Audiências de instrução
A etapa judicial, que deve se estender até o dia 3 de julho, tem como objetivo principal determinar se o réu será submetido ao Tribunal do Júri. O cronograma prevê a oitiva de 42 testemunhas ao longo de 5 dias de trabalhos intensos no fórum. Entre os convocados para depor estão policiais civis, militares, familiares, amigos da vítima e funcionários do condomínio onde o crime ocorreu.
Nesta segunda-feira, o tribunal ouve os primeiros 7 depoimentos fundamentais para a elucidação dos fatos. Estão na lista o delegado Lucas de Souza Lopes, o perito criminal e médico legista Tadeu Gomes Correa e a perita criminal Amanda Rodrigues Marinone. Também prestam esclarecimentos a sargento Damiana Alves da Silva, o primeiro-tenente Guilherme Adriano Lucas, o policial militar Adalberto Fernandes Lima e a vizinha Julle Anne Gonçalves Matos Bozio.
Caso Gisele Alves Santana
O processo inclui ainda depoimentos de figuras centrais na investigação e no atendimento da ocorrência, como o coronel Allan Marques Bueno, que era comandante do réu à época. A mãe da vítima, Marinalva Vieira Alves de Santana, o pai, José Simonal Teles de Santana, e o irmão, Pedro Gabriel Alves De Santana, também foram arrolados para prestar esclarecimentos. A filha do casal será ouvida em depoimento especial, enquanto outras testemunhas, como Erica Alonso Coe, Maria Luiza Coe Rosa e Artur Flávio Dias, participarão de forma virtual.

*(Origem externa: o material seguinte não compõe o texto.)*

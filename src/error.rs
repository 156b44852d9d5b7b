use thiserror::Error;

/// エラー型の定義
#[derive(Error, Debug)]
pub enum Error {
    #[error("入出力エラー")]
    Io(#[source] std::io::Error),

    #[error("CSVエラー")]
    Csv(#[source] csv::Error),

    #[error("JSONエラー")]
    Json(#[source] serde_json::Error),

    #[error("設定エラー: {0}")]
    Config(String),

    #[error("列が見つかりません: {0}")]
    ColumnNotFound(String),

    #[error("列名が重複しています: {0}")]
    DuplicateColumnName(String),

    #[error("数値ではない値です: 列 {column}, 行 {row}, 値 {value:?}")]
    NonNumericValue {
        column: String,
        row: usize,
        value: String,
    },

    #[error("データがありません: {0}")]
    EmptyData(String),

    #[error("次元不一致エラー: {0}")]
    DimensionMismatch(String),

    #[error("無効な入力です: {0}")]
    InvalidInput(String),
}

pub type EdaError = Error;

/// Resultの型エイリアス
pub type Result<T> = std::result::Result<T, Error>;

impl Error {
    /// 「データなし」として扱うべきエラーかどうか
    pub fn is_empty_data(&self) -> bool {
        matches!(self, Error::EmptyData(_))
    }
}

impl From<std::io::Error> for Error {
    fn from(err: std::io::Error) -> Self {
        Error::Io(err)
    }
}

impl From<csv::Error> for Error {
    fn from(err: csv::Error) -> Self {
        Error::Csv(err)
    }
}

impl From<serde_json::Error> for Error {
    fn from(err: serde_json::Error) -> Self {
        Error::Json(err)
    }
}

impl From<toml::de::Error> for Error {
    fn from(err: toml::de::Error) -> Self {
        Error::Config(err.to_string())
    }
}
mod common;

use edars::error::Error;
use edars::stats::{self, DEFAULT_IQR_MULTIPLIER};
use edars::Dataset;

#[test]
fn test_single_injected_outlier() {
    let ds = common::numeric_column("age", &[10.0, 20.0, 30.0, 40.0, 100.0]);
    let types = stats::classify_columns(&ds);
    let counts = stats::outlier_counts(&ds, &types, DEFAULT_IQR_MULTIPLIER).unwrap();

    assert_eq!(counts.get("age"), Some(&1));
}

#[test]
fn test_known_injected_outliers_on_both_sides() {
    // 1..=20 に -100, 250, 300 を注入
    let mut data: Vec<f64> = (1..=20).map(f64::from).collect();
    data.extend([-100.0, 250.0, 300.0]);

    assert_eq!(stats::outlier_count(&data).unwrap(), 3);
}

#[test]
fn test_count_grows_as_fence_narrows() {
    let data: Vec<f64> = (0..200)
        .map(|i| {
            let x = i as f64 / 199.0;
            // 裾の重い分布
            (x - 0.5).powi(3) * 1000.0
        })
        .collect();

    let multipliers = [3.0, 2.0, 1.5, 1.0, 0.5, 0.25, 0.0];
    let counts: Vec<usize> = multipliers
        .iter()
        .map(|&k| stats::outlier_count_with_multiplier(&data, k).unwrap())
        .collect();

    for pair in counts.windows(2) {
        assert!(pair[0] <= pair[1], "counts must not decrease: {counts:?}");
    }
    assert!(counts.last().unwrap() > &0);
}

#[test]
fn test_fence_uses_index_based_quantiles() {
    let fence = stats::iqr_fence(&[1.0, 2.0, 3.0, 4.0, 5.0, 6.0], 1.5).unwrap();
    // n=6: Q1 = v[1], Q3 = v[4]
    assert_eq!(fence.q1, 2.0);
    assert_eq!(fence.q3, 5.0);
    assert_eq!(fence.iqr, 3.0);
    assert_eq!(fence.lower, -2.5);
    assert_eq!(fence.upper, 9.5);
}

#[test]
fn test_categorical_columns_are_skipped() {
    let ds = common::people();
    let types = stats::classify_columns(&ds);
    let counts = stats::outlier_counts(&ds, &types, DEFAULT_IQR_MULTIPLIER).unwrap();
    assert!(counts.is_empty());
}

#[test]
fn test_empty_dataset_and_invalid_multiplier() {
    let ds = Dataset::with_columns(["a"]).unwrap();
    let types = stats::classify_columns(&ds);
    assert!(stats::outlier_counts(&ds, &types, 1.5)
        .unwrap_err()
        .is_empty_data());

    assert!(matches!(
        stats::outlier_count_with_multiplier(&[1.0, 2.0], f64::INFINITY),
        Err(Error::InvalidInput(_))
    ));
}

A sociedade acompanha o desdobramento do caso, que envolve a conduta de militares e a segurança pública. A Corregedoria da Polícia Militar, representada por Rosângela Araújo da Silva, apurou a atuação dos agentes envolvidos no episódio. O encerramento da fase de instrução ocorrerá após o interrogatório de Geraldo Leite Rosa Neto, previsto para o último dia do calendário de audiências.
Geraldo Leite Rosa Neto
O magistrado responsável pelo caso definirá, após a análise de todos os depoimentos, se existem provas suficientes para a pronúncia do réu. Caso a decisão seja favorável ao Tribunal do Júri, o processo seguirá para a fase de julgamento popular.